With the Young Initiative’s support, much of this work was done by Oxy students Jordan Walker ’21 and Wafa Abedin ’21, culminating in separate research on the effects of road-building in Vietnam and the effects of violent protests in Ethiopia. The funds also supported Ngo’s participation in the Liberal Arts Colleges Development Economics Conference at Colby College in fall 2019.

Kirsten Wandschneider

The John Parke Young Initiative on the Global Political Economy supported Professor Kirsten Wandschneider’s project titled “The SmootHawley Trade War” (in collaboration with Kris Mitchener of Santa Clara University and Kevin Hjortshøj O’Rourke of NYU Abu Dhabi). In light of the growing trade war between the United States and China, this project draws on extensive data collection of bilateral trade flows for the interwar period, and new research on the SmootHawley Tariff Act of 1930, to answer the following questions: Did Smoot-Hawley lead to a wave of retaliation? And if so, what impact did this retaliation have on U.S. exports?

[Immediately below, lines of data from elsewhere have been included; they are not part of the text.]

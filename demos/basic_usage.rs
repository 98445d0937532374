//! Basic usage examples for ferric-cuckoo

use ferric_cuckoo::utils::{capacity_for, optimal_cuckoo_parameters, size_for};
use ferric_cuckoo::{hash_item, CuckooConfig, CuckooError, CuckooFilter, Geometry};

fn main() -> Result<(), Box<dyn std::error::Error>> {
    println!("=== Ferric Cuckoo Filter Examples ===\n");

    // Example 1: Insert, query, delete
    println!("1. Basic Cuckoo Filter:");
    let mut filter = CuckooFilter::new(1000)?;

    let test_data = [42u64, 1337, 9999, 12345, 67890];
    for &item in &test_data {
        filter.insert(item)?;
    }

    for &item in &test_data {
        println!("  {} in filter: {}", item, filter.contains(item));
    }
    for &item in &[1u64, 2, 3, 4, 5] {
        println!("  {} in filter: {}", item, filter.contains(item));
    }

    println!("  delete 1337: {}", filter.delete(1337));
    println!("  1337 in filter: {}", filter.contains(1337));
    println!("  delete 1337 again: {}", filter.delete(1337));
    println!("  broken: {}", filter.is_broken());
    println!("  {}", filter.stats());
    println!();

    // Example 2: Sizing
    println!("2. Sizing:");
    let params = optimal_cuckoo_parameters(1_000_000, 0.001)?;
    println!(
        "  1M items at 0.1% FPR: {} ({} bytes, bound {:.5})",
        params.geometry, params.memory_bytes, params.expected_fpr
    );
    let config = CuckooConfig::fp8();
    println!(
        "  8-bit filter for 10k items needs {} bytes",
        size_for(10_000, &config)?
    );
    println!(
        "  64 KiB of 8-bit slots holds {} fingerprints",
        capacity_for(64 * 1024, &config)?
    );
    println!();

    // Example 3: Filling a tiny filter until it refuses
    println!("3. Filling a tiny filter:");
    let geometry = Geometry::new(4, 4, 8)?;
    let mut tiny = CuckooFilter::with_geometry(geometry, CuckooConfig::default().with_max_kicks(50))?;
    let mut key = 0u64;
    loop {
        match tiny.insert(key) {
            Ok(inserted) if inserted.kicks > 0 => {
                println!("  key {} placed after {} kicks", key, inserted.kicks)
            }
            Ok(_) => {}
            Err(CuckooError::Full { kicks }) => {
                println!(
                    "  key {} refused after {} kicks at load {:.2}",
                    key,
                    kicks,
                    tiny.load_factor()
                );
                break;
            }
            Err(err) => return Err(err.into()),
        }
        key += 1;
    }
    println!("  bucket loads: {:?}", tiny.bucket_loads());
    println!();

    // Example 4: Performance
    println!("4. Performance:");
    let num_items = 100_000;
    let mut large = CuckooFilter::new(num_items)?;

    let start = std::time::Instant::now();
    for i in 0..num_items {
        large.insert(i as u64)?;
    }
    let insert_time = start.elapsed();

    let start = std::time::Instant::now();
    let found = (0..num_items).filter(|&i| large.contains(i as u64)).count();
    let query_time = start.elapsed();

    println!(
        "    Insert: {:?} ({:.2} M ops/sec)",
        insert_time,
        num_items as f64 / insert_time.as_secs_f64() / 1_000_000.0
    );
    println!(
        "    Query:  {:?} ({:.2} M ops/sec)",
        query_time,
        num_items as f64 / query_time.as_secs_f64() / 1_000_000.0
    );
    println!("    Found: {}/{}", found, num_items);
    println!();

    // Example 5: Hashing strings into keys
    println!("5. String keys:");
    let mut words = CuckooFilter::with_config(100, CuckooConfig::fp16())?;
    for word in ["apple", "banana", "cherry"] {
        words.insert(hash_item(word))?;
    }
    for word in ["apple", "cherry", "durian"] {
        println!("    {} -> {}", word, words.contains(hash_item(word)));
    }

    // Example 6: Raw memory block
    println!("\n6. Raw memory block:");
    let bytes = words.to_bytes();
    let restored = CuckooFilter::restore(*words.geometry(), *words.config(), &bytes)?;
    println!(
        "    {} bytes restored, {} items, banana -> {}",
        bytes.len(),
        restored.len(),
        restored.contains(hash_item("banana"))
    );
    words.release();

    Ok(())
}
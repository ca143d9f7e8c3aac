//! Simulated Sensor
//!
//! Produces timestamped temperature/pressure samples for the telemetry
//! pipeline. Hardware-free: readings come from a noisy sinusoidal model.

mod sample;
mod sensor;

pub use sample::{SampleSource, SensorSample};
pub use sensor::{SimSensor, SimSensorConfig};
//! Telemetry Pipeline
//!
//! Wires a simulated sensor, the SPSC transport queue, per-channel moving
//! averages and an MQTT sink into one run:
//! - layered settings (defaults, TOML file, environment, CLI flags)
//! - non-blocking producer with drop accounting
//! - polling consumer with a wall-clock deadline
//! - structured logging and `metrics` counters

pub mod cli;
pub mod config;
pub mod error;
pub mod logging;
pub mod runner;

pub use cli::Cli;
pub use config::{
    LogFormat, PublisherSettings, QueuePolicy, Settings, MAX_AVG_WINDOW, MAX_SAMPLES,
    RING_CAPACITY,
};
pub use error::PipelineError;
pub use logging::init_logging;
pub use runner::{
    produce, Drain, DrainReport, Pipeline, PipelineReport, ProducerReport, PublishTarget,
    SampleQueue, Smoother,
};

/// Register descriptions for the counters the pipeline emits
///
/// Counters go through the `metrics` facade. Nothing is recorded until the
/// embedding application installs a recorder or exporter; the bundled
/// binary installs none.
pub fn describe_metrics() {
    metrics::describe_counter!(
        "telemetry_samples_produced_total",
        "Samples read from the sensor"
    );
    metrics::describe_counter!(
        "telemetry_samples_dropped_total",
        "Samples dropped because the queue was full"
    );
    metrics::describe_counter!(
        "telemetry_samples_consumed_total",
        "Samples taken off the queue and filtered"
    );
    metrics::describe_counter!(
        "telemetry_publish_failures_total",
        "Readings the sink failed to publish"
    );
}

The authors found that several countries protested the Smoot-Hawley tariff while others went further and retaliated: U.S. exports to these retaliating countries fell by between 12 percent and 22 percent. This effect generated substantial welfare losses and presents a cautionary tale for contemporary U.S. trade policy. The Young Initiative enabled the hiring of a student research assistant for the 2019-20 academic year to support the data collection. Wandschneider also received travel funding to present the results of this research at the LACDev-Econ History Conference in Waterville, Maine, and the Mountain West Economic History Conference in Logan, Utah.